Charles W. Stratton, MD, Associate Professor of Medicine and Director, Clinical Microbiology Laboratory Center, Vanderbilt University Medical Center, Nashville, TN, spoke about the goals of antimicrobial-resistance control that should be sought by physicians and pharmaceutical companies. “We need to define new targets for antimicrobial agents, develop new antimicrobial agents for resistant microbes, and develop ‘resistance inhibitors,’” he began. “Efflux pumps are a major form of resistance. They pump the antibiotics from various families out of the bacteria cell as fast as they get into it.” Other goals Dr. Stratton mentioned were:

• Understand the epidemiology of antimicrobial resistance
• Monitor resistance rates with feedback to physicians
• Adhere to infection control measures
• Improve education for practitioners and the public about resistance and infection control
• Reduce inappropriate use of antimicrobial agents in patients and in the animals used for food
• Develop and use vaccines to reduce the need for antimicrobial agents

“Antimicrobial-resistance mechanisms must be understood,” Dr. Stratton continued. “Decreased penetration is an important mechanism. One reason that macrolides do not work well against gram-negative E. coli is they do not get into the organism. Macrolides, which work against gram-positives, can also be pumped out by active efflux. This fact is becoming increasingly recognized.” Important resistance mechanisms mentioned by the speaker were the destruction of antimicrobial agents, seen with beta-lactamase (which destroys penicillin), inactivation of the agent, and alteration of the agent. Dr. Stratton discussed the epidemiology of antimicrobial resistance, noting that it develops due to antimicrobial pressure.

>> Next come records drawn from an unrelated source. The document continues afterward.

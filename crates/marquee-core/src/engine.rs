//! Playback Engine boundary
//!
//! The adaptive-streaming runtime (segment fetching, ABR, demuxing) lives
//! outside this crate. The session drives it through [`PlaybackEngine`] and
//! consumes its events as [`EngineEventEnvelope`] values stamped with the
//! issuing handle, so events from a detached handle can be discarded.

use crate::{EngineAudioTrack, QualityLevel, Result};
use async_trait::async_trait;
use std::collections::HashMap;

/// Opaque identifier for one engine instance. Handle ids are never reused
/// within a session, which is what makes stale-event discard sound.
#[derive(Debug, Clone, Copy, PartialEq, Eq, Hash)]
pub struct EngineHandleId(pub u64);

impl std::fmt::Display for EngineHandleId {
    fn fmt(&self, f: &mut std::fmt::Formatter<'_>) -> std::fmt::Result {
        write!(f, "engine#{}", self.0)
    }
}

/// Events reported by the playback engine
#[derive(Debug, Clone)]
pub enum EngineEvent {
    /// Manifest parsed and media attached; playback may begin
    ManifestReady {
        audio_tracks: Vec<EngineAudioTrack>,
        levels: Vec<QualityLevel>,
        duration: Option<f64>,
    },
    /// Audio track inventory replaced wholesale
    AudioTracksUpdated(Vec<EngineAudioTrack>),
    /// Active audio track changed
    AudioTrackSwitched { index: usize },
    /// Quality level inventory replaced wholesale
    LevelsUpdated(Vec<QualityLevel>),
    /// Active quality level changed (None = auto)
    LevelSwitched { index: Option<usize> },
    /// Unrecoverable decode/network failure for the loaded variant
    FatalError { message: String },
}

/// An engine event tagged with the handle that produced it
#[derive(Debug, Clone)]
pub struct EngineEventEnvelope {
    pub handle: EngineHandleId,
    pub event: EngineEvent,
}

/// Command surface of the adaptive-streaming engine.
///
/// Per-variant custom headers passed to [`create_handle`] must be applied
/// to every network request the engine issues for that handle.
///
/// [`create_handle`]: PlaybackEngine::create_handle
#[async_trait]
pub trait PlaybackEngine: Send + Sync {
    /// Create an engine instance loading the given manifest URL
    async fn create_handle(
        &self,
        url: &str,
        headers: &HashMap<String, String>,
    ) -> Result<EngineHandleId>;

    /// Attach the handle to the session's media element
    async fn attach_media(&self, handle: EngineHandleId) -> Result<()>;

    /// Detach and destroy the handle; it must issue no further commands
    async fn detach(&self, handle: EngineHandleId) -> Result<()>;

    async fn set_audio_track(&self, handle: EngineHandleId, index: usize) -> Result<()>;

    /// `None` disables subtitles
    async fn set_subtitle_track(&self, handle: EngineHandleId, index: Option<usize>) -> Result<()>;

    /// `None` returns level selection to automatic ABR
    async fn set_quality_level(&self, handle: EngineHandleId, index: Option<usize>) -> Result<()>;
}

/// Command surface of the on-page media element.
///
/// Mirrors the platform element: `play` is asynchronous and may be
/// rejected by autoplay policy, which callers treat as a state reversion
/// rather than a failure.
#[async_trait]
pub trait MediaElement: Send + Sync {
    /// Request playback; fails with [`crate::Error::AutoplayRejected`]
    /// when the platform blocks unattended playback
    async fn play(&self) -> Result<()>;

    async fn pause(&self);

    async fn set_current_time(&self, seconds: f64);

    async fn current_time(&self) -> f64;

    /// Known once metadata is loaded
    async fn duration(&self) -> Option<f64>;

    /// Volume in `[0, 1]`
    async fn set_volume(&self, volume: f64);

    async fn set_playback_rate(&self, rate: f64);

    /// Point the element directly at a manifest URL (native strategy)
    async fn set_source(&self, url: &str);

    async fn clear_source(&self);
}
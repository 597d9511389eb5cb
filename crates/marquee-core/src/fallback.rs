//! Fallback Presenter boundary
//!
//! When no variant yields a working stream the page degrades to a
//! full-viewport third-party embed built deterministically from the
//! content identity. No further control surface is offered.

use crate::{ContentId, Result};
use url::Url;

/// Builds embed URLs and the degraded full-viewport page
#[derive(Debug, Clone)]
pub struct FallbackPresenter {
    base: Url,
}

impl FallbackPresenter {
    pub fn new(base: Url) -> Self {
        Self { base }
    }

    /// Deterministic embed URL: `{base}/embed/{id}` for movies,
    /// `{base}/embed/{id}/{season}/{episode}` for episodes
    pub fn embed_url(&self, content: &ContentId) -> Result<Url> {
        let path = match content.episode {
            Some(se) => format!("embed/{}/{}/{}", content.id, se.season, se.episode),
            None => format!("embed/{}", content.id),
        };
        Ok(self.base.join(&path)?)
    }

    /// Full-viewport embed page, the terminal degraded experience
    pub fn render_page(&self, content: &ContentId, title: Option<&str>) -> Result<String> {
        let url = self.embed_url(content)?;
        let title = title.unwrap_or("Player");
        Ok(format!(
            r#"<!DOCTYPE html>
<html lang="en">
<head>
<meta charset="UTF-8">
<meta name="viewport" content="width=device-width, initial-scale=1.0">
<title>{title}</title>
<style>
html, body {{ margin:0; height:100%; background:#000; overflow:hidden; }}
iframe {{ width:100%; height:100%; border:0; }}
</style>
</head>
<body>
<iframe src="{url}" allowfullscreen allow="autoplay; fullscreen"></iframe>
</body>
</html>
"#
        ))
    }
}
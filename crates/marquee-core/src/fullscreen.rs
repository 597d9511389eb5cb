//! Fullscreen / orientation state machine
//!
//! `None -> Native` when the platform grants native fullscreen,
//! `None -> Pseudo` (CSS full-viewport) when it refuses — notably many
//! mobile browsers on video elements. Entering either mode on a touch
//! device attempts a landscape orientation lock; a denied lock while the
//! viewport is portrait blocks playback behind a rotate prompt until the
//! device rotates or fullscreen exits.

use serde::{Deserialize, Serialize};

/// Presentation mode of the player surface
#[derive(Debug, Clone, Copy, PartialEq, Eq, Default, Serialize, Deserialize)]
pub enum FullscreenMode {
    #[default]
    None,
    /// Native Fullscreen API
    Native,
    /// CSS-driven full-viewport fallback
    Pseudo,
}

/// Effects the host must perform for the fullscreen machine
#[derive(Debug, Clone, PartialEq, Eq)]
pub enum FullscreenAction {
    /// Call the native Fullscreen API; the result comes back as a
    /// granted/denied event
    RequestNative,
    ExitNative,
    /// Attempt a landscape orientation lock
    LockLandscape,
    ReleaseOrientationLock,
    /// Pause playback while portrait-blocked
    PausePlayback,
    /// Resume playback that the portrait block interrupted
    ResumePlayback,
}

/// Tracks fullscreen mode, the pending native transition, and the
/// portrait playback block
#[derive(Debug, Default)]
pub struct FullscreenMachine {
    mode: FullscreenMode,
    /// Native request issued, response not yet received. Auto-hide is
    /// suppressed while this is set.
    pending: bool,
    portrait_blocked: bool,
    /// Whether playback should resume once the block lifts
    resume_after_block: bool,
    touch: bool,
    portrait: bool,
}

impl FullscreenMachine {
    pub fn new(touch: bool, portrait: bool) -> Self {
        Self {
            touch,
            portrait,
            ..Default::default()
        }
    }

    pub fn mode(&self) -> FullscreenMode {
        self.mode
    }

    pub fn is_pending(&self) -> bool {
        self.pending
    }

    pub fn is_portrait_blocked(&self) -> bool {
        self.portrait_blocked
    }

    pub fn is_portrait(&self) -> bool {
        self.portrait
    }

    /// User toggled the fullscreen control
    pub fn toggle(&mut self) -> Vec<FullscreenAction> {
        match self.mode {
            FullscreenMode::None => {
                self.pending = true;
                vec![FullscreenAction::RequestNative]
            }
            FullscreenMode::Native => {
                let mut actions = vec![FullscreenAction::ExitNative];
                actions.extend(self.leave());
                actions
            }
            FullscreenMode::Pseudo => self.leave(),
        }
    }

    /// Native fullscreen granted
    pub fn on_granted(&mut self) -> Vec<FullscreenAction> {
        self.pending = false;
        self.mode = FullscreenMode::Native;
        self.enter_actions()
    }

    /// Native fullscreen refused: degrade to pseudo-fullscreen instead
    /// of failing the action visibly
    pub fn on_denied(&mut self) -> Vec<FullscreenAction> {
        self.pending = false;
        self.mode = FullscreenMode::Pseudo;
        self.enter_actions()
    }

    fn enter_actions(&self) -> Vec<FullscreenAction> {
        if self.touch {
            vec![FullscreenAction::LockLandscape]
        } else {
            Vec::new()
        }
    }

    /// Orientation lock denied by the platform. A usability guard, not
    /// a hard requirement: block playback only while actually portrait.
    pub fn on_lock_denied(&mut self, playing: bool) -> Vec<FullscreenAction> {
        if !self.portrait || self.mode == FullscreenMode::None {
            return Vec::new();
        }
        self.portrait_blocked = true;
        self.resume_after_block = playing;
        if playing {
            vec![FullscreenAction::PausePlayback]
        } else {
            Vec::new()
        }
    }

    /// Viewport orientation changed
    pub fn on_orientation_changed(&mut self, portrait: bool) -> Vec<FullscreenAction> {
        self.portrait = portrait;
        if !portrait && self.portrait_blocked {
            self.portrait_blocked = false;
            if std::mem::take(&mut self.resume_after_block) {
                return vec![FullscreenAction::ResumePlayback];
            }
        }
        Vec::new()
    }

    /// Platform reported native fullscreen exit (Esc key, system UI)
    pub fn on_native_exited(&mut self) -> Vec<FullscreenAction> {
        self.leave()
    }

    /// Exiting fullscreen always returns to `None`, releases any
    /// orientation lock, and lifts the portrait block.
    fn leave(&mut self) -> Vec<FullscreenAction> {
        self.mode = FullscreenMode::None;
        self.pending = false;
        let mut actions = Vec::new();
        if self.touch {
            actions.push(FullscreenAction::ReleaseOrientationLock);
        }
        if self.portrait_blocked {
            self.portrait_blocked = false;
            if std::mem::take(&mut self.resume_after_block) {
                actions.push(FullscreenAction::ResumePlayback);
            }
        }
        actions
    }
}

#[cfg(test)]
mod tests {
    use super::*;

    #[test]
    fn grant_enters_native_mode() {
        let mut fs = FullscreenMachine::new(false, false);
        assert_eq!(fs.toggle(), vec![FullscreenAction::RequestNative]);
        assert!(fs.is_pending());

        // Non-touch devices do not lock orientation
        assert_eq!(fs.on_granted(), Vec::new());
        assert_eq!(fs.mode(), FullscreenMode::Native);
        assert!(!fs.is_pending());
    }

    #[test]
    fn denial_degrades_to_pseudo() {
        let mut fs = FullscreenMachine::new(true, true);
        fs.toggle();
        let actions = fs.on_denied();
        assert_eq!(fs.mode(), FullscreenMode::Pseudo);
        assert_eq!(actions, vec![FullscreenAction::LockLandscape]);
    }

    #[test]
    fn portrait_block_pauses_and_resumes_on_rotate() {
        let mut fs = FullscreenMachine::new(true, true);
        fs.toggle();
        fs.on_denied();

        let actions = fs.on_lock_denied(true);
        assert!(fs.is_portrait_blocked());
        assert_eq!(actions, vec![FullscreenAction::PausePlayback]);

        // Rotating to landscape lifts the block and resumes
        let actions = fs.on_orientation_changed(false);
        assert!(!fs.is_portrait_blocked());
        assert_eq!(actions, vec![FullscreenAction::ResumePlayback]);
    }

    #[test]
    fn block_does_not_resume_if_was_paused() {
        let mut fs = FullscreenMachine::new(true, true);
        fs.toggle();
        fs.on_denied();
        assert_eq!(fs.on_lock_denied(false), Vec::new());
        assert!(fs.is_portrait_blocked());
        assert_eq!(fs.on_orientation_changed(false), Vec::new());
        assert!(!fs.is_portrait_blocked());
    }

    #[test]
    fn lock_denied_in_landscape_is_ignored() {
        let mut fs = FullscreenMachine::new(true, false);
        fs.toggle();
        fs.on_granted();
        assert_eq!(fs.on_lock_denied(true), Vec::new());
        assert!(!fs.is_portrait_blocked());
    }

    #[test]
    fn exit_releases_lock_and_block() {
        let mut fs = FullscreenMachine::new(true, true);
        fs.toggle();
        fs.on_granted();
        fs.on_lock_denied(true);

        let actions = fs.toggle();
        assert_eq!(fs.mode(), FullscreenMode::None);
        assert!(actions.contains(&FullscreenAction::ExitNative));
        assert!(actions.contains(&FullscreenAction::ReleaseOrientationLock));
        assert!(actions.contains(&FullscreenAction::ResumePlayback));
        assert!(!fs.is_portrait_blocked());
    }

    #[test]
    fn native_exit_event_resets() {
        let mut fs = FullscreenMachine::new(true, false);
        fs.toggle();
        fs.on_granted();
        let actions = fs.on_native_exited();
        assert_eq!(fs.mode(), FullscreenMode::None);
        assert!(actions.contains(&FullscreenAction::ReleaseOrientationLock));
    }
}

“If you expose patients to antibiotics, one of two things will happen,” he noted. “The organism will be completely eliminated, but then be replaced, or the bacteria will select out strains that are resistant. The selection mechanisms have been around for eons.” The source of the pressure may be unknown or unappreciated. “There is a tendency to put antiseptic or antibacterial agents in such products as mouthwash, toothpaste, and soaps to cut down on bacteria,” he continued. “It was recently published that the use of these agents actually promotes resistance.” Resistance is often spread from patient to patient by busy health care workers who do not wash their hands, and more convenient ways are needed to wash hands. “There are only seven different types of multidrug-resistant strains throughout the world, and they also have a high level of resistance to penicillin,” explained Dr. Stratton. “If it is known what those strains are when vaccines are made, the vaccines could include those strains.”

The speaker concluded by presenting information on telithromycin’s activity against S. pneumoniae, erythromycin-resistant S. pneumoniae, H. influenzae, Moracella catarrhalis, Legionella species, Mycoplasma pneumoniae, and Chlamydia pneumoniae. “Telith?romycin possesses potent in vitro activity against the common respiratory pathogens S. pneumoniae and M. catarrhalis,” he stated. “It shows similar activity to that of azithromycin against H. influenzae, being four to eight times more potent than erythromycin and clarithromycin. It also demonstrates potent activity against atypical respiratory tract pathogens including L. pneumophila, M. pneumoniae, and C. pneumoniae.” He noted that it should not be used for all patients because of risk factors and resistance rate fluctuations throughout the community, but he stated that “there is light at the end of the tunnel.”